(RECORDS SHOWN):

****************************************

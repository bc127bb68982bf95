//! Error types for media and configuration handling.

use std::path::PathBuf;
use thiserror::Error;

/// Result type for media operations.
pub type MediaResult<T> = Result<T, MediaError>;

/// Errors raised by the media collaborators (image I/O, FFmpeg, compositing).
#[derive(Debug, Error)]
pub enum MediaError {
    #[error("FFmpeg not found in PATH")]
    FfmpegNotFound,

    #[error("FFprobe not found in PATH")]
    FfprobeNotFound,

    #[error("FFmpeg command failed: {message}")]
    FfmpegFailed {
        message: String,
        stderr: Option<String>,
        exit_code: Option<i32>,
    },

    #[error("FFprobe command failed: {message}")]
    FfprobeFailed {
        message: String,
        stderr: Option<String>,
    },

    #[error("Unsupported format: {0}")]
    UnsupportedFormat(String),

    #[error("Failed to decode {path}: {message}")]
    Decode { path: PathBuf, message: String },

    #[error("Failed to encode {path}: {message}")]
    Encode { path: PathBuf, message: String },

    #[error("Buffer size mismatch: expected {expected:?}, got {actual:?}")]
    DimensionMismatch {
        expected: (u32, u32),
        actual: (u32, u32),
    },

    #[error("OpenCV error: {0}")]
    OpenCv(#[from] opencv::Error),

    #[error("IO error: {0}")]
    Io(#[from] std::io::Error),

    #[error("JSON parse error: {0}")]
    JsonParse(#[from] serde_json::Error),
}

impl MediaError {
    /// Create an FFmpeg failure error.
    pub fn ffmpeg_failed(
        message: impl Into<String>,
        stderr: Option<String>,
        exit_code: Option<i32>,
    ) -> Self {
        Self::FfmpegFailed {
            message: message.into(),
            stderr,
            exit_code,
        }
    }

    pub fn decode(path: impl Into<PathBuf>, message: impl Into<String>) -> Self {
        Self::Decode {
            path: path.into(),
            message: message.into(),
        }
    }

    pub fn encode(path: impl Into<PathBuf>, message: impl Into<String>) -> Self {
        Self::Encode {
            path: path.into(),
            message: message.into(),
        }
    }
}

/// Parameter validation failures, raised before any file is touched.
#[derive(Debug, Error, PartialEq)]
pub enum ConfigError {
    #[error("Confidence must be between 0.0 and 1.0 (got {0})")]
    Confidence(f32),

    #[error("Blur kernel size must be between {min} and {max} (got {value})")]
    BlurSize { value: u32, min: u32, max: u32 },

    #[error("Blur passes must be between {min} and {max} (got {value})")]
    BlurPasses { value: u32, min: u32, max: u32 },

    #[error("Frame interval must be between {min} and {max} (got {value})")]
    FrameInterval { value: u32, min: u32, max: u32 },

    #[error("Expansion must be at most {max} pixels (got {value})")]
    Expansion { value: u32, max: u32 },

    #[error("Filename suffix must not be empty")]
    EmptySuffix,
}
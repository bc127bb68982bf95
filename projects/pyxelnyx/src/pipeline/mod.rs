// Redaction pipeline: detection, masking and compositing, plus the batch
// orchestrator that drives images and videos through them.

pub mod aggregator;
pub mod composite;
pub mod cv;
pub mod detection;
pub mod frame_worker;
pub mod geometry;
pub mod image;
pub mod orchestrator;
#[cfg(test)]
pub mod testing;
pub mod types;
pub mod yolo;
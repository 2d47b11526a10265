//! Fallback Heuristics

use serde::{Deserialize, Serialize};
use tracing::{debug, info};

use crate::FallbackError;

/// Why the fallback produced its score
#[derive(Debug, Clone, Copy, PartialEq, Eq, Serialize, Deserialize)]
#[serde(rename_all = "snake_case")]
pub enum FallbackReason {
    /// Mean of the symptom severities
    MeanSeverity,
}

/// Fallback configuration
#[derive(Debug, Clone, Serialize, Deserialize)]
pub struct FallbackConfig {
    /// Output score range (inclusive)
    pub output_range: (f64, f64),
}

impl Default for FallbackConfig {
    fn default() -> Self {
        Self {
            output_range: (0.0, 10.0),
        }
    }
}

/// Heuristic score
#[derive(Debug, Clone, Copy, PartialEq, Serialize, Deserialize)]
pub struct FallbackEstimate {
    pub score: f64,
    pub reason: FallbackReason,
}

/// Rule-free score estimator
#[derive(Debug, Clone, Default)]
pub struct FallbackEngine {
    config: FallbackConfig,
}

impl FallbackEngine {
    pub fn new(config: FallbackConfig) -> Self {
        Self { config }
    }

    /// Estimate a diagnosis score from raw severities
    pub fn estimate(&self, scores: &[f64]) -> Result<FallbackEstimate, FallbackError> {
        if scores.is_empty() {
            return Err(FallbackError::Empty);
        }
        if let Some(&bad) = scores.iter().find(|s| !s.is_finite()) {
            return Err(FallbackError::NonFinite(bad));
        }

        let mean = scores.iter().sum::<f64>() / scores.len() as f64;
        let (min, max) = self.config.output_range;
        let score = mean.clamp(min, max);

        debug!("Fallback mean severity over {} scores: {:.3}", scores.len(), mean);
        info!("Using fallback diagnosis score {:.3}", score);

        Ok(FallbackEstimate {
            score,
            reason: FallbackReason::MeanSeverity,
        })
    }
}
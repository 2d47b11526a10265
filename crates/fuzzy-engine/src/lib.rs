//! Fuzzy Inference Engine
//!
//! Mamdani-style fuzzy control: trapezoidal/triangular membership functions,
//! min/max rule evaluation and centroid defuzzification over a sampled universe.

mod defuzz;
mod membership;
mod rule;
mod system;
mod variable;

pub use defuzz::centroid;
pub use membership::MembershipFunction;
pub use rule::{Antecedent, FuzzyRule};
pub use system::{ControlSystem, ControlSystemBuilder, Inference, TermActivation};
pub use variable::{LinguisticVariable, Universe};

use thiserror::Error;

/// Errors during fuzzy inference
#[derive(Debug, Clone, PartialEq, Error)]
pub enum FuzzyError {
    #[error("Unknown variable: {0}")]
    UnknownVariable(String),
    #[error("Unknown term '{term}' for variable '{variable}'")]
    UnknownTerm { variable: String, term: String },
    #[error("Duplicate variable: {0}")]
    DuplicateVariable(String),
    #[error("Missing input value for variable: {0}")]
    MissingInput(String),
    #[error("Invalid input for {variable}: {value}")]
    InvalidInput { variable: String, value: f64 },
    #[error("Control system has no output variable")]
    NoOutput,
    #[error("Invalid universe: start={start}, stop={stop}, step={step}")]
    InvalidUniverse { start: f64, stop: f64, step: f64 },
    #[error("No rule was activated by the given inputs; output area is zero")]
    NoActivation,
}
//! Heuristic Fallback
//!
//! Provides a crisp diagnosis score when the fuzzy rule base is too sparse to
//! produce one for a given combination of symptom severities.

mod rules;

pub use rules::{FallbackConfig, FallbackEngine, FallbackEstimate, FallbackReason};

use thiserror::Error;

/// Errors from the fallback heuristics
#[derive(Debug, Clone, PartialEq, Error)]
pub enum FallbackError {
    #[error("No scores supplied")]
    Empty,
    #[error("Score {0} is not finite")]
    NonFinite(f64),
}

****************************************

(WHAT TO WORK ON):
The required output is the exact run of lines from the beginning of the listing above to the line that contains "#[derive(Debug, Error)]", inclusive of both.

(SOLUTION TO THIS PROBLEM):
repository bc127bb68982bf95
//! Error types for media and configuration handling.

use std::path::PathBuf;
use thiserror::Error;

/// Result type for media operations.
pub type MediaResult<T> = Result<T, MediaError>;

/// Errors raised by the media collaborators (image I/O, FFmpeg, compositing).
#[derive(Debug, Error)]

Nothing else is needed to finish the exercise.